Workers KV is a globally distributed key-value store with eventual consistency. Durable Objects provide strong consistency and single-instance coordination for use cases like rate limiters, counters, and WebSocket rooms.

// Rate limiter using Durable Objects
export class RateLimiter implements DurableObject {
  private requests: Map<string, number[]> = new Map();

  async fetch(request: Request): Promise<Response> {
    const ip = request.headers.get('CF-Connecting-IP') || 'unknown';
    const now = Date.now();
    const windowMs = 60_000;
    const limit = 100;

    const timestamps = this.requests.get(ip) || [];
    const recent = timestamps.filter(t => now - t < windowMs);

    if (recent.length >= limit) {
      return new Response(JSON.stringify({ error: 'Rate limit exceeded' }), {
        status: 429,
        headers: {
          'Content-Type': 'application/json',
          'Retry-After': '60',
          'X-RateLimit-Limit': limit.toString(),
          'X-RateLimit-Remaining': '0',
        },
      });
    }

    recent.push(now);
    this.requests.set(ip, recent);

    return new Response(JSON.stringify({ allowed: true }), {
      headers: {
        'X-RateLimit-Remaining': (limit - recent.length).toString(),
      },
    });
  }
}

D1, R2, and Queues

D1 is Cloudflare's serverless SQLite database. R2 is S3-compatible object storage with zero egress fees. Queues enable asynchronous message passing between Workers for decoupled architectures.
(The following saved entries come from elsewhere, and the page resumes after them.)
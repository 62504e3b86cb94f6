// Copyright (c) 2025, The Ruskit Authors
// MIT License
// All rights reserved.

//! # RabbitMQ Message Producer
//!
//! Publishes a message on the shared session. There is no buffering or retry:
//! a failure is returned to the caller, who decides whether to try again once
//! the supervisor has reconnected. OpenTelemetry context is propagated in the
//! message headers.

use crate::{channel::Session, errors::AmqpError, otel};
use lapin::{
    types::{
        AMQPValue, FieldTable, LongInt, LongLongInt, LongString, LongUInt, ShortInt, ShortString,
    },
    BasicProperties,
};
use opentelemetry::Context;
use serde::Serialize;
use std::{
    collections::{BTreeMap, HashMap},
    time::Duration,
};
use tokio::time::{timeout_at, Instant};
use tracing::{debug, error, warn};
use uuid::Uuid;

/// Default content type for JSON messages
pub const JSON_CONTENT_TYPE: &str = "application/json";

/// Where and how to publish. Reusable across calls.
#[derive(Debug, Clone, Default, PartialEq, Eq)]
pub struct ProducerConfig {
    pub exchange: String,
    pub routing_key: String,
    pub mandatory: bool,
    pub immediate: bool,
}

impl ProducerConfig {
    /// Creates a producer configuration.
    ///
    /// # Parameters
    /// * `exchange` - Exchange to publish to, empty for the default exchange
    /// * `routing_key` - Routing key of every message
    ///
    /// # Returns
    /// A non-mandatory, non-immediate configuration
    pub fn new(exchange: &str, routing_key: &str) -> ProducerConfig {
        ProducerConfig {
            exchange: exchange.to_owned(),
            routing_key: routing_key.to_owned(),
            ..Default::default()
        }
    }

    /// Publishes through the default exchange straight to `queue`.
    pub fn to_queue(queue: &str) -> ProducerConfig {
        ProducerConfig::new("", queue)
    }

    /// Asks the broker to return messages that cannot be routed.
    ///
    /// # Returns
    /// Self for method chaining
    pub fn mandatory(mut self) -> Self {
        self.mandatory = true;
        self
    }

    pub fn immediate(mut self) -> Self {
        self.immediate = true;
        self
    }
}

/// Typed header values carried by a [`Message`].
#[derive(Debug, Clone, PartialEq, Eq)]
pub enum HeaderValues {
    ShortString(String),
    LongString(String),
    Int(i16),
    LongInt(i32),
    LongLongInt(i64),
    LongUint(u32),
}

impl From<&HeaderValues> for AMQPValue {
    fn from(value: &HeaderValues) -> Self {
        match value {
            HeaderValues::ShortString(v) => AMQPValue::ShortString(ShortString::from(v.clone())),
            HeaderValues::LongString(v) => AMQPValue::LongString(LongString::from(v.clone())),
            HeaderValues::Int(v) => AMQPValue::ShortInt(ShortInt::from(*v)),
            HeaderValues::LongInt(v) => AMQPValue::LongInt(LongInt::from(*v)),
            HeaderValues::LongLongInt(v) => AMQPValue::LongLongInt(LongLongInt::from(*v)),
            HeaderValues::LongUint(v) => AMQPValue::LongUInt(LongUInt::from(*v)),
        }
    }
}

/// Opaque payload plus its content type.
#[derive(Debug, Clone, Default, PartialEq)]
pub struct Message {
    pub data: Vec<u8>,
    pub content_type: String,
    /// Published as the AMQP `type` property.
    pub kind: Option<String>,
    pub headers: HashMap<String, HeaderValues>,
}

impl Message {
    /// Creates a message from raw bytes.
    ///
    /// # Parameters
    /// * `data` - The payload
    /// * `content_type` - MIME type published as the `content_type` property
    pub fn new(data: Vec<u8>, content_type: &str) -> Message {
        Message {
            data,
            content_type: content_type.to_owned(),
            ..Default::default()
        }
    }

    /// Serializes `value` as a JSON message.
    ///
    /// # Returns
    /// The message, or `ParsePayloadError` when serialization fails
    pub fn json<T: Serialize>(value: &T) -> Result<Message, AmqpError> {
        let data = serde_json::to_vec(value).map_err(|err| {
            error!(error = err.to_string(), "failure to serialize payload");
            AmqpError::ParsePayloadError(err.to_string())
        })?;

        Ok(Message::new(data, JSON_CONTENT_TYPE))
    }

    pub fn kind(mut self, kind: &str) -> Self {
        self.kind = Some(kind.to_owned());
        self
    }

    /// Adds a typed header.
    ///
    /// # Parameters
    /// * `key` - Header name
    /// * `value` - Header value
    ///
    /// # Returns
    /// Self for method chaining
    pub fn header(mut self, key: &str, value: HeaderValues) -> Self {
        self.headers.insert(key.to_owned(), value);
        self
    }
}

/// Trace context and optional deadline of one publish call.
#[derive(Debug, Clone, Default)]
pub struct PublishContext {
    pub trace: Context,
    pub deadline: Option<Instant>,
}

impl PublishContext {
    pub fn new(trace: Context) -> PublishContext {
        PublishContext {
            trace,
            deadline: None,
        }
    }

    /// The publish is abandoned once `timeout` has elapsed from now.
    pub fn with_timeout(self, timeout: Duration) -> Self {
        self.with_deadline(Instant::now() + timeout)
    }

    pub fn with_deadline(mut self, deadline: Instant) -> Self {
        self.deadline = Some(deadline);
        self
    }
}

/// Publishes a message on the shared session.
///
/// # Parameters
/// * `session` - The live session
/// * `ctx` - Trace context injected into the headers, plus an optional deadline
/// * `cfg` - Exchange, routing key and delivery flags
/// * `msg` - Payload and message properties
///
/// # Returns
/// `Ok(())` once the broker client accepted the message,
/// [`AmqpError::PublishCancelled`] when the deadline passes first, or the
/// publishing error.
pub async fn publish(
    session: &dyn Session,
    ctx: &PublishContext,
    cfg: &ProducerConfig,
    msg: &Message,
) -> Result<(), AmqpError> {
    let mut headers = BTreeMap::<ShortString, AMQPValue>::default();
    otel::inject(&ctx.trace, &mut headers);

    for (key, value) in &msg.headers {
        headers.insert(ShortString::from(key.clone()), AMQPValue::from(value));
    }

    let mut properties = BasicProperties::default()
        .with_content_type(ShortString::from(msg.content_type.clone()))
        .with_message_id(ShortString::from(Uuid::new_v4().to_string()))
        .with_headers(FieldTable::from(headers));

    if let Some(kind) = &msg.kind {
        properties = properties.with_type(ShortString::from(kind.clone()));
    }

    debug!(
        exchange = cfg.exchange,
        routing_key = cfg.routing_key,
        "publishing message"
    );

    let publishing = session.basic_publish(cfg, &msg.data, properties);

    let result = match ctx.deadline {
        Some(deadline) => match timeout_at(deadline, publishing).await {
            Ok(result) => result,
            Err(_) => {
                warn!(
                    exchange = cfg.exchange,
                    routing_key = cfg.routing_key,
                    "publish deadline exceeded"
                );
                return Err(AmqpError::PublishCancelled);
            }
        },
        None => publishing.await,
    };

    if let Err(err) = &result {
        error!(error = err.to_string(), "error publishing message");
    }

    result
}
// D1 - Serverless SQLite at the edge
export interface Env {
  DB: D1Database;
  BUCKET: R2Bucket;
  QUEUE: Queue<{ type: string; payload: unknown }>;
}

// D1: query SQLite
async function getUser(env: Env, id: string) {
  const stmt = env.DB.prepare('SELECT * FROM users WHERE id = ?').bind(id);
  return await stmt.first();
}

// R2: store/retrieve objects (S3-compatible)
async function uploadFile(env: Env, key: string, body: ReadableStream) {
  await env.BUCKET.put(key, body, {
    httpMetadata: { contentType: 'application/octet-stream' },
    customMetadata: { uploadedAt: new Date().toISOString() },
  });
}

async function getFile(env: Env, key: string) {
  const obj = await env.BUCKET.get(key);
  if (!obj) return new Response('Not found', { status: 404 });
  return new Response(obj.body, {
    headers: { 'Content-Type': obj.httpMetadata?.contentType || '' },
  });
}

// Queues: async message passing between Workers
export default {
  async fetch(request: Request, env: Env): Promise<Response> {
    // Producer: send message to queue
    await env.QUEUE.send({
      type: 'user.signup',
      payload: { email: 'user@example.com', timestamp: Date.now() },
    });
    return new Response('Queued');
  },

  // Consumer: process messages from queue
  async queue(batch: MessageBatch<{ type: string; payload: unknown }>, env: Env) {
    for (const msg of batch.messages) {
      console.log(`Processing: ${msg.body.type}`);
      // Process message...
      msg.ack();
    }
  },
};

6. Pages (Static Site Deployment)

Cloudflare Pages Configuration

Pages deploys static sites directly from Git repositories with automatic builds, preview deployments for branches, and custom domain support. Zero-config for most static site generators.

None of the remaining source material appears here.